My question is, do you use the 1 1/8 cup remover tool or the 1.5" cup remover tool? The 44mm "semi-integrated" headtubes are between the two in size.

Or, better yet, does anyone have any tricks for removing these cups without special tools?


----------



## reptilezs (Aug 20, 2007)

the 1 1/8 works, home made ones can be made with various tubing or your favorite screwdriver. the real tool works fantastic, screwdriver method is less than stellar.


----------



## 4JawChuck (Dec 1, 2008)

Piece of 1" wood dowel works great and takes less than 30 seconds to remove the insert, don't have a piece of dowel?...cut off a piece of broom handle...same effect.

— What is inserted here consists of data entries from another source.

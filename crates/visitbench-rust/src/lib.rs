// Copyright (c) Ken Kocienda and other contributors.
//
// This source code is licensed under the MIT license found in the
// LICENSE file in the root directory of this source tree.

//! Rust source adapter for visitbench.
//!
//! Parses Rust source text with `syn` and lowers the syntax tree into a
//! [`Forest`] of [`visitbench_core::Node`]s, one top-level node per item.
//!
//! # Example
//!
//! ```
//! use visitbench_core::NodeKind;
//! use visitbench_rust::parse_source;
//!
//! let forest = parse_source("struct A; fn b() {}").unwrap();
//! let kinds: Vec<_> = forest.iter().map(|node| node.kind).collect();
//! assert_eq!(kinds, vec![NodeKind::Struct, NodeKind::Function]);
//! ```

use std::cmp::min;

use thiserror::Error;
use tracing::trace;

use visitbench_core::Forest;

pub mod lower;

pub use lower::lower_file;

/// A source file that could not be parsed.
///
/// `line` and `column` are 1-based and point at the first offending token.
#[derive(Debug, Clone, PartialEq, Eq, Error)]
#[error("{line}:{column}: {message}")]
pub struct ParseFailure {
    pub line: usize,
    pub column: usize,
    pub message: String,
}

impl ParseFailure {
    pub fn from_syn(err: &syn::Error) -> Self {
        let start = err.span().start();
        ParseFailure {
            line: start.line.max(1),
            column: start.column + 1,
            message: err.to_string(),
        }
    }
}

/// Parse Rust source text into a forest of top-level nodes.
///
/// # Errors
///
/// Returns a [`ParseFailure`] locating the first syntax error.
pub fn parse_source(source: &str) -> Result<Forest, ParseFailure> {
    let file = syn::parse_file(source).map_err(|err| ParseFailure::from_syn(&err))?;
    let forest = lower_file(&file);
    trace!(items = forest.len(), "lowered source file");
    Ok(forest)
}

// ============================================================================
// Error formatting
// ============================================================================

/// Returns the byte offset of the beginning of line `n` (1-indexed).
fn bol_offset(source: &str, n: usize) -> usize {
    if n <= 1 {
        return 0;
    }
    source
        .match_indices('\n')
        .nth(n - 2)
        .map(|(index, _)| index + 1)
        .unwrap_or(source.len())
}

/// Byte range of the character at (`line`, `column`), clamped to `source`.
fn failure_span(source: &str, line: usize, column: usize) -> std::ops::Range<usize> {
    let line_start = bol_offset(source, line);
    let line_end = source[line_start..]
        .find('\n')
        .map_or(source.len(), |index| line_start + index);
    let line_text = &source[line_start..line_end];
    let start = line_text
        .char_indices()
        .nth(column.saturating_sub(1))
        .map_or(line_start + line_text.len(), |(offset, _)| line_start + offset);
    let end = source[start..]
        .chars()
        .next()
        .map_or(start, |c| min(start + c.len_utf8(), source.len()));
    start..end
}

/// Formats a parse failure with the offending source line highlighted.
///
/// `label` names the input, typically its path.
///
/// # Example
///
/// ```
/// use visitbench_rust::{parse_source, render_failure};
///
/// let source = "fn broken() -> {}";
/// let failure = parse_source(source).unwrap_err();
/// let report = render_failure(&failure, source, "broken.rs");
/// assert!(report.contains("broken.rs"));
/// ```
pub fn render_failure(failure: &ParseFailure, source: &str, label: &str) -> String {
    use annotate_snippets::{Level, Renderer, Snippet};

    let span = failure_span(source, failure.line, failure.column);
    Renderer::plain()
        .render(
            Level::Error.title(label).snippet(
                Snippet::source(source)
                    .line_start(1)
                    .origin(label)
                    .fold(true)
                    .annotations(vec![Level::Error.span(span).label(&failure.message)]),
            ),
        )
        .to_string()
}

// ============================================================================
// Tests
// ============================================================================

Reinstall new one with piece of clean flat wood and a hammer.

Never seen a need for fancy tools to remove these simple parts on a bike.


----------



## Nick_M2R (Oct 18, 2008)

I use a socket with a length attachment, whacks the cups out in about 30 seconds


----------



## DirtyMartini (Aug 5, 2010)

But how do you guys use a tool that isn't flared (eg broom handle, wooden dowel, socket) for the first cup. If there's only one cup installed, it's east to pound out. But when there's two cups installed, the pounding out the first seems tricky because the ID of both cups are the same, so a straight dowel that fits through the ID of the one cup won't span the ID of the other cup, so you'd need to go in at an angle. Going in at an angle and rotating the placement of the impacts may be okay, but it makes me uncomfortable.

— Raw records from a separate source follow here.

// Copyright (c) Ken Kocienda and other contributors.
//
// This source code is licensed under the MIT license found in the
// LICENSE file in the root directory of this source tree.

//! How a visitor declares which node kinds it applies to.
//!
//! Applicability is a property of node **kinds**, never of node instances:
//! the dispatch cache memoizes it per kind. A predicate therefore receives
//! only a [`NodeKind`]. Visitors that need to look at the node itself use
//! the uncached [`Visitor::accepts`] hook instead.
//!
//! A visitor opts in by implementing [`Applicable`] and being registered
//! with [`VisitorSet::push_scoped`]. Visitors registered with
//! [`VisitorSet::push`] apply to every kind.
//!
//! [`Visitor::accepts`]: crate::visitor::Visitor::accepts
//! [`VisitorSet::push_scoped`]: crate::visitor::VisitorSet::push_scoped
//! [`VisitorSet::push`]: crate::visitor::VisitorSet::push

use std::fmt;

use crate::node::{NodeCategory, NodeKind};

/// A set of node kinds, stored as a bitmask over kind ordinals.
#[derive(Clone, Copy, PartialEq, Eq, Hash, Default)]
pub struct KindSet(u128);

impl KindSet {
    pub const EMPTY: KindSet = KindSet(0);

    pub const fn new() -> Self {
        Self::EMPTY
    }

    /// Set containing exactly `kinds`.
    pub fn of(kinds: &[NodeKind]) -> Self {
        kinds.iter().copied().collect()
    }

    /// Set containing every kind.
    pub fn all() -> Self {
        NodeKind::ALL.iter().copied().collect()
    }

    /// Set containing every kind of `category`.
    pub fn category(category: NodeCategory) -> Self {
        Self::EMPTY.with_category(category)
    }

    pub fn with(mut self, kind: NodeKind) -> Self {
        self.insert(kind);
        self
    }

    pub fn with_category(self, category: NodeCategory) -> Self {
        NodeKind::ALL
            .iter()
            .filter(|kind| kind.category() == category)
            .fold(self, |set, kind| set.with(*kind))
    }

    pub fn insert(&mut self, kind: NodeKind) {
        self.0 |= 1u128 << kind.ordinal();
    }

    pub fn contains(&self, kind: NodeKind) -> bool {
        self.0 & (1u128 << kind.ordinal()) != 0
    }

    pub fn union(self, other: KindSet) -> KindSet {
        KindSet(self.0 | other.0)
    }

    pub fn is_empty(&self) -> bool {
        self.0 == 0
    }

    pub fn len(&self) -> usize {
        self.0.count_ones() as usize
    }

    /// Kinds in the set, in ordinal order.
    pub fn iter(&self) -> impl Iterator<Item = NodeKind> + '_ {
        NodeKind::ALL
            .iter()
            .copied()
            .filter(move |kind| self.contains(*kind))
    }
}

impl FromIterator<NodeKind> for KindSet {
    fn from_iter<I: IntoIterator<Item = NodeKind>>(iter: I) -> Self {
        let mut set = KindSet::EMPTY;
        for kind in iter {
            set.insert(kind);
        }
        set
    }
}

impl fmt::Debug for KindSet {
    fn fmt(&self, f: &mut fmt::Formatter<'_>) -> fmt::Result {
        f.debug_set().entries(self.iter()).finish()
    }
}

/// A visitor's declared applicability.
#[derive(Debug, Clone, Copy, Default)]
pub enum Applicability {
    /// Applies to every kind.
    #[default]
    Any,
    /// Applies to the kinds in a non-empty set.
    Kinds(KindSet),
    /// Applies to the kinds for which the predicate holds.
    ///
    /// Evaluated once per kind by a caching dispatch, so it must be a pure
    /// function of the kind.
    Predicate(fn(NodeKind) -> bool),
}

impl Applicability {
    pub fn applies_to(&self, kind: NodeKind) -> bool {
        match self {
            Applicability::Any => true,
            Applicability::Kinds(set) => set.contains(kind),
            Applicability::Predicate(predicate) => predicate(kind),
        }
    }

    /// True for declarations that can never match, which are rejected at
    /// registration.
    pub fn is_empty_declaration(&self) -> bool {
        matches!(self, Applicability::Kinds(set) if set.is_empty())
    }
}

impl From<KindSet> for Applicability {
    fn from(set: KindSet) -> Self {
        Applicability::Kinds(set)
    }
}

impl From<NodeKind> for Applicability {
    fn from(kind: NodeKind) -> Self {
        Applicability::Kinds(KindSet::EMPTY.with(kind))
    }
}

/// Static opt-in capability: a visitor that narrows the kinds it visits.
///
/// Read once, when the visitor is registered.
pub trait Applicable {
    fn applicability(&self) -> Applicability;
}

#[cfg(test)]
mod tests {
    use super::*;

    #[test]
    fn kind_set_membership() {
        let set = KindSet::of(&[NodeKind::Function, NodeKind::Struct]);
        assert!(set.contains(NodeKind::Function));
        assert!(set.contains(NodeKind::Struct));
        assert!(!set.contains(NodeKind::Method));
        assert_eq!(set.len(), 2);
        assert_eq!(
            set.iter().collect::<Vec<_>>(),
            vec![NodeKind::Function, NodeKind::Struct]
        );
    }

    #[test]
    fn last_ordinal_fits_in_mask() {
        let last = NodeKind::ALL[NodeKind::COUNT - 1];
        let set = KindSet::EMPTY.with(last);
        assert!(set.contains(last));
        assert_eq!(KindSet::all().len(), NodeKind::COUNT);
    }

    #[test]
    fn category_sets_match_category() {
        let expressions = KindSet::category(NodeCategory::Expression);
        assert!(expressions.contains(NodeKind::Call));
        assert!(!expressions.contains(NodeKind::Function));
        assert!(expressions
            .iter()
            .all(|kind| kind.category() == NodeCategory::Expression));
    }

    #[test]
    fn predicate_sees_only_the_kind() {
        fn callable(kind: NodeKind) -> bool {
            matches!(kind, NodeKind::Call | NodeKind::MethodCall)
        }
        let applicability = Applicability::Predicate(callable);
        assert!(applicability.applies_to(NodeKind::MethodCall));
        assert!(!applicability.applies_to(NodeKind::Path));
    }

    #[test]
    fn empty_kind_set_is_an_empty_declaration() {
        assert!(Applicability::Kinds(KindSet::EMPTY).is_empty_declaration());
        assert!(!Applicability::Any.is_empty_declaration());
        assert!(!Applicability::from(NodeKind::Let).is_empty_declaration());
    }
}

I think I'm going to get a piece of thick walled PVC, cut some slices in one end and make my own tool. It only has to last for one cup.


----------



## PissedOffCil (Oct 18, 2007)

Maybe they have tapered HT?


----------



## reptilezs (Aug 20, 2007)

http://www.instructables.com/id/Bicycle-Headset-Cup-Remover/


----------



## aerius (Nov 20, 2010)

DirtyMartini said:


> If there's only one cup installed, it's east to pound out. But when there's two cups installed, the pounding out the first seems tricky because the ID of both cups are the same, so a straight dowel that fits through the ID of the one cup won't span the ID of the other cup, so you'd need to go in at an angle. Going in at an angle and rotating the placement of the impacts may be okay, but it makes me uncomfortable.

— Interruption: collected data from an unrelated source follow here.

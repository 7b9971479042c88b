//! Configuration errors raised while assembling a visitor set.

use thiserror::Error;

/// A broken visitor configuration.
///
/// These are fatal: they describe a visitor set that cannot be dispatched
/// correctly, not a recoverable per-node condition.
#[derive(Debug, Clone, PartialEq, Eq, Error)]
pub enum ConfigError {
    /// A visitor declared an explicit kind set with no kinds in it.
    #[error("visitor #{index} ({visitor}) declares an empty kind set")]
    EmptyKindSet { index: usize, visitor: &'static str },

    /// A shared dispatch table was bound to a visitor set of a different
    /// shape than the one trying to use it.
    #[error("shared dispatch table holds entries for {expected} visitors, got {found}")]
    SharedTableMismatch { expected: usize, found: usize },
}

/// Result alias for visitor set configuration.
pub type ConfigResult<T> = Result<T, ConfigError>;
// Copyright (c) Ken Kocienda and other contributors.
//
// This source code is licensed under the MIT license found in the
// LICENSE file in the root directory of this source tree.

//! Visitor dispatch and tree traversal for visitbench.
//!
//! This crate walks trees of typed nodes and decides, for each node, which
//! registered visitors run on it.
//!
//! # Overview
//!
//! - **Nodes**: [`Node`] trees tagged with a closed [`NodeKind`].
//! - **Applicability**: visitors opt into kinds through [`Applicable`].
//! - **Dispatch**: [`CachedDispatch`] memoizes the applicable visitors per
//!   kind; [`NaiveDispatch`] re-evaluates them at every node.
//! - **Traversal**: [`Traverser`] walks forests pre-order with
//!   enter/leave hooks and honors [`VisitResult`] control signals.
//!
//! # Quick Start
//!
//! ```
//! use visitbench_core::{
//!     Applicability, Applicable, KindSet, Node, NodeKind, Traverser, VisitResult, Visitor,
//!     VisitorSet,
//! };
//!
//! struct FunctionCounter;
//!
//! impl Visitor<usize> for FunctionCounter {
//!     fn enter(&mut self, _node: &Node, functions: &mut usize) -> VisitResult {
//!         *functions += 1;
//!         VisitResult::Continue
//!     }
//! }
//!
//! impl Applicable for FunctionCounter {
//!     fn applicability(&self) -> Applicability {
//!         KindSet::of(&[NodeKind::Function]).into()
//!     }
//! }
//!
//! let set = VisitorSet::<usize>::new().with_scoped(FunctionCounter).unwrap();
//! let mut traverser = Traverser::cached(set);
//!
//! let mut forest = vec![
//!     Node::named(NodeKind::Function, "a"),
//!     Node::named(NodeKind::Struct, "B"),
//!     Node::named(NodeKind::Function, "c"),
//! ];
//! let mut functions: usize = 0;
//! traverser.traverse(&mut forest, &mut functions);
//! assert_eq!(functions, 2);
//! ```

pub mod applicability;
pub mod dispatch;
pub mod error;
pub mod node;
pub mod traverse;
pub mod visitor;

pub use applicability::{Applicability, Applicable, KindSet};
pub use dispatch::{CachedDispatch, Dispatch, DispatchStats, NaiveDispatch, SharedDispatchTable};
pub use error::{ConfigError, ConfigResult};
pub use node::{forest_size, kind_histogram, Forest, Node, NodeCategory, NodeKind};
pub use traverse::{TraversalStats, Traverser};
pub use visitor::{VisitResult, Visitor, VisitorSet};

Going in at an angle and working your way around works just fine. Basically, bash one side till it moves a bit, bash the opposite side to even it out, and repeat till the headset cup comes free. I've done it at least a dozen times with my own bikes with everything from an el-cheapo headset to a Chris King, works like a charm as long as you're careful.


----------



## DirtyMartini (Aug 5, 2010)

Thanks for the advice everyone. My hardware store didn't have the right sized copper tubing so I ended up buying 1ft of heavy gauge PCV piping for $0.89. I needed about a 1" OD; turns out " 3/4" " piping (not tubing) has about a 1" OD.

I used a hack-saw to cut down into the pipe length-wise about 6". I cut twice at 90 degree to each other to so the pipe would have 4 "legs" just like the tools you can buy.

I then recalled my college engineering materials class on polymers and dipped the 4 legs in boiling water for about 30 sec, then bent each of the 4 legs outwards ~1" 
PVC bends really easy when hot and doesn't have much or any elasticity or "springyness."
I then jammed a socket between the 4 legs to keep them spread apart and put the tool in the freezer for about 5 min. 

Inserted the small end of the tool into the head tube, the legs snapped into place really nice inside the head tube and I pounded out the cup with a hammer. 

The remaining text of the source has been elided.